The stone viaduct was replaced in 1923, following duplication of the track and construction of a replacement brick and masonry viaduct, comprising four 50 feet spans.

== Heritage listing ==
Marrangaroo railway viaduct was listed on the New South Wales State Heritage Register on 2 April 1999.

The underbridge at Marrangaroo is significant as one of a small series of early stone arch railway viaducts built in New South Wales in the mid-to-late nineteenth century. The bridge is closely associated with Engineer-in-Chief and ‘father’ of the New South Wales Government Railways, John Whitton.
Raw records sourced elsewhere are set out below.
//! # Infrastructure Layer
//!
//! Concrete implementations behind the ShipTrack credential services.
//!
//! ## Architecture
//!
//! The infrastructure layer contains:
//! - **Database**: MySQL refresh token store and user directory using SQLx
//! - **Logging**: `tracing` subscriber setup
//! - **Bootstrap**: configuration loading and service wiring
//!
//! ## Features
//!
//! - `mysql`: Enable MySQL database support (default)

// Re-export core types for convenience
pub use st_core::errors::*;

/// Database module - MySQL implementations using SQLx
#[cfg(feature = "mysql")]
pub mod database;

/// Configuration loading and credential service wiring
#[cfg(feature = "mysql")]
pub mod bootstrap;

/// Tracing subscriber setup
pub mod logging;

/// Infrastructure-specific error types
#[derive(Debug, thiserror::Error)]
pub enum InfrastructureError {
    /// Database connection error
    #[error("Database error: {0}")]
    Database(#[from] sqlx::Error),

    /// Configuration source could not be read or deserialized
    #[error("Configuration error: {0}")]
    ConfigLoad(#[from] config::ConfigError),

    /// Configuration loaded but invalid
    #[error("Configuration error: {0}")]
    Config(String),

    /// Service construction failed
    #[error(transparent)]
    Domain(#[from] DomainError),

    /// General infrastructure error
    #[error("Infrastructure error: {0}")]
    General(String),
}

impl From<st_shared::errors::ConfigError> for InfrastructureError {
    fn from(e: st_shared::errors::ConfigError) -> Self {
        InfrastructureError::Config(e.to_string())
    }
}
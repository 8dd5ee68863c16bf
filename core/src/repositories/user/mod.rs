pub mod r#trait {
    pub use super::trait_::*;
}
#[path = "trait.rs"]
mod trait_;
pub mod memory;

pub use memory::InMemoryUserDirectory;
pub use r#trait::UserDirectory;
It is an impressive and highly visible curved sandstone structure. The bridge has historical significance, largely due to its contribution to the early and continuing development of railway infrastructure and services in western NSW in the late nineteenth century and early twentieth century, and also as an example of the use of local sandstone during a period of economic restraint but rapid expansion of railway services during which Whitton was required to use local materials as far as possible in bridge construction. It is a fine, intact and representative example of a stone arch railway viaduct.